→ Task description
Reproduce the full set of records verbatim.

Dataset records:
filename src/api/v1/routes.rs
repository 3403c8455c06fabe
/*
 * Responsibility
 * - v1 の URL 構造を定義
 * - /auth, /users, /admin を merge
 * - Bearer が必要な範囲は route_layer (middleware::auth::access) で囲う
 */
use axum::{
    Router,
    routing::{get, post},
};

use crate::api::v1::handlers::{
    admin::effective_permissions,
    auth::{change_password, login, logout, me, refresh, register},
    users::get_user,
};
use crate::middleware;
use crate::state::AppState;

pub fn routes(state: AppState) -> Router<AppState> {
    let public = Router::new()
        .route("/auth/register", post(register))
        .route("/auth/login", post(login))
        .route("/auth/refresh", post(refresh));

    let protected = Router::new()
        .route("/auth/logout", post(logout))
        .route("/auth/me", get(me))
        .route("/auth/change-password", post(change_password))
        .route("/users/{user_id}", get(get_user))
        .route("/admin/permissions/effective", get(effective_permissions));

    public.merge(middleware::auth::access::apply(protected, state))
}
pub mod handlers;
mod routes;

pub use routes::routes;
/*
 * Responsibility
 * - path に version を含まない GET /api/auth/me
 * - 交渉済み version (header / Accept / default) で v1 / v2 の handler に振り分ける
 */
use axum::{
    extract::State,
    response::{IntoResponse, Response},
};

use crate::api::extractors::Authenticated;
use crate::api::{v1, v2};
use crate::error::AppError;
use crate::state::AppState;

pub async fn me(state: State<AppState>, auth: Authenticated) -> Result<Response, AppError> {
    // v2 is the newest shape; any later supported version gets it too.
    if auth.ctx().api_version().ordinal() >= 2 {
        Ok(v2::handlers::me::me(state, auth).await?.into_response())
    } else {
        Ok(v1::handlers::auth::me(state, auth).await?.into_response())
    }
}
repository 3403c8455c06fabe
//! Valkey (Redis protocol) backend for the denylist.
use async_trait::async_trait;
use redis::{Cmd, FromRedisValue, aio::ConnectionManager};
use std::time::Duration;

use crate::services::cache::client::{CacheClient, CacheError, CacheResult};

#[derive(Clone)]
pub struct ValkeyClient {
    manager: ConnectionManager,
}

impl ValkeyClient {
    /// `url` is a `redis://` or `rediss://` URL. Fails if the first
    /// connection cannot be made.
    pub async fn new(url: &str) -> Result<Self, CacheError> {
        let manager = redis::Client::open(url)
            .map_err(|e| CacheError::BackendConnection(e.to_string()))?
            .get_connection_manager()
            .await
            .map_err(|e| CacheError::BackendConnection(e.to_string()))?;

        Ok(Self { manager })
    }

    // ConnectionManager reconnects on its own; each call works on a cheap clone.
    async fn run<T: FromRedisValue>(&self, cmd: &Cmd) -> CacheResult<T> {
        let mut conn = self.manager.clone();
        cmd.query_async(&mut conn)
            .await
            .map_err(|e| CacheError::BackendCommand(e.to_string()))
    }
}

#[async_trait]
impl CacheClient for ValkeyClient {
    fn backend_name(&self) -> &'static str {
        "valkey"
    }

    async fn get_string(&self, key: &str) -> CacheResult<Option<String>> {
        self.run(redis::cmd("GET").arg(key)).await
    }

    async fn set_if_absent_with_ttl(
        &self,
        key: &str,
        value: &str,
        ttl: Duration,
    ) -> CacheResult<bool> {
        // nil reply when NX loses; EX has whole-second granularity
        let reply: Option<String> = self
            .run(
                redis::cmd("SET")
                    .arg(key)
                    .arg(value)
                    .arg("NX")
                    .arg("EX")
                    .arg(ttl.as_secs().max(1)),
            )
            .await?;

        Ok(reply.is_some())
    }

    async fn ping(&self) -> CacheResult<()> {
        let _pong: String = self.run(&redis::cmd("PING")).await?;
        Ok(())
    }
}
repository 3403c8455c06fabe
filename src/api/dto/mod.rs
pub mod envelope;

pub use envelope::ApiResponse;
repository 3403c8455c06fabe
/**
 * Responsibility
 * - repo が上位に伝える意味の定義
 */
use thiserror::Error;

#[derive(Debug, Error)]
pub enum RepoError {
    #[error("conflict")]
    Conflict,
    #[error("store unavailable: {0}")]
    Unavailable(String),
}

pub type RepoResult<T> = Result<T, RepoError>;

→ Result of the task
filename src/api/v1/routes.rs
repository 3403c8455c06fabe
/*
 * Responsibility
 * - v1 の URL 構造を定義
 * - /auth, /users, /admin を merge
 * - Bearer が必要な範囲は route_layer (middleware::auth::access) で囲う
 */
use axum::{
    Router,
    routing::{get, post},
};

use crate::api::v1::handlers::{
    admin::effective_permissions,
    auth::{change_password, login, logout, me, refresh, register},
    users::get_user,
};
use crate::middleware;
use crate::state::AppState;

pub fn routes(state: AppState) -> Router<AppState> {
    let public = Router::new()
        .route("/auth/register", post(register))
        .route("/auth/login", post(login))
        .route("/auth/refresh", post(refresh));

    let protected = Router::new()
        .route("/auth/logout", post(logout))
        .route("/auth/me", get(me))
        .route("/auth/change-password", post(change_password))
        .route("/users/{user_id}", get(get_user))
        .route("/admin/permissions/effective", get(effective_permissions));

    public.merge(middleware::auth::access::apply(protected, state))
}
pub mod handlers;
mod routes;

pub use routes::routes;
/*
 * Responsibility
 * - path に version を含まない GET /api/auth/me
 * - 交渉済み version (header / Accept / default) で v1 / v2 の handler に振り分ける
 */
use axum::{
    extract::State,
    response::{IntoResponse, Response},
};

use crate::api::extractors::Authenticated;
use crate::api::{v1, v2};
use crate::error::AppError;
use crate::state::AppState;

pub async fn me(state: State<AppState>, auth: Authenticated) -> Result<Response, AppError> {
    // v2 is the newest shape; any later supported version gets it too.
    if auth.ctx().api_version().ordinal() >= 2 {
        Ok(v2::handlers::me::me(state, auth).await?.into_response())
    } else {
        Ok(v1::handlers::auth::me(state, auth).await?.into_response())
    }
}
repository 3403c8455c06fabe
//! Valkey (Redis protocol) backend for the denylist.
use async_trait::async_trait;
use redis::{Cmd, FromRedisValue, aio::ConnectionManager};
use std::time::Duration;

use crate::services::cache::client::{CacheClient, CacheError, CacheResult};

#[derive(Clone)]
pub struct ValkeyClient {
    manager: ConnectionManager,
}

impl ValkeyClient {
    /// `url` is a `redis://` or `rediss://` URL. Fails if the first
    /// connection cannot be made.
    pub async fn new(url: &str) -> Result<Self, CacheError> {
        let manager = redis::Client::open(url)
            .map_err(|e| CacheError::BackendConnection(e.to_string()))?
            .get_connection_manager()
            .await
            .map_err(|e| CacheError::BackendConnection(e.to_string()))?;

        Ok(Self { manager })
    }

    // ConnectionManager reconnects on its own; each call works on a cheap clone.
    async fn run<T: FromRedisValue>(&self, cmd: &Cmd) -> CacheResult<T> {
        let mut conn = self.manager.clone();
        cmd.query_async(&mut conn)
            .await
            .map_err(|e| CacheError::BackendCommand(e.to_string()))
    }
}

#[async_trait]
impl CacheClient for ValkeyClient {
    fn backend_name(&self) -> &'static str {
        "valkey"
    }

    async fn get_string(&self, key: &str) -> CacheResult<Option<String>> {
        self.run(redis::cmd("GET").arg(key)).await
    }

    async fn set_if_absent_with_ttl(
        &self,
        key: &str,
        value: &str,
        ttl: Duration,
    ) -> CacheResult<bool> {
        // nil reply when NX loses; EX has whole-second granularity
        let reply: Option<String> = self
            .run(
                redis::cmd("SET")
                    .arg(key)
                    .arg(value)
                    .arg("NX")
                    .arg("EX")
                    .arg(ttl.as_secs().max(1)),
            )
            .await?;

        Ok(reply.is_some())
    }

    async fn ping(&self) -> CacheResult<()> {
        let _pong: String = self.run(&redis::cmd("PING")).await?;
        Ok(())
    }
}
repository 3403c8455c06fabe
filename src/api/dto/mod.rs
pub mod envelope;

pub use envelope::ApiResponse;
repository 3403c8455c06fabe
/**
 * Responsibility
 * - repo が上位に伝える意味の定義
 */
use thiserror::Error;

#[derive(Debug, Error)]
pub enum RepoError {
    #[error("conflict")]
    Conflict,
    #[error("store unavailable: {0}")]
    Unavailable(String),
}

pub type RepoResult<T> = Result<T, RepoError>;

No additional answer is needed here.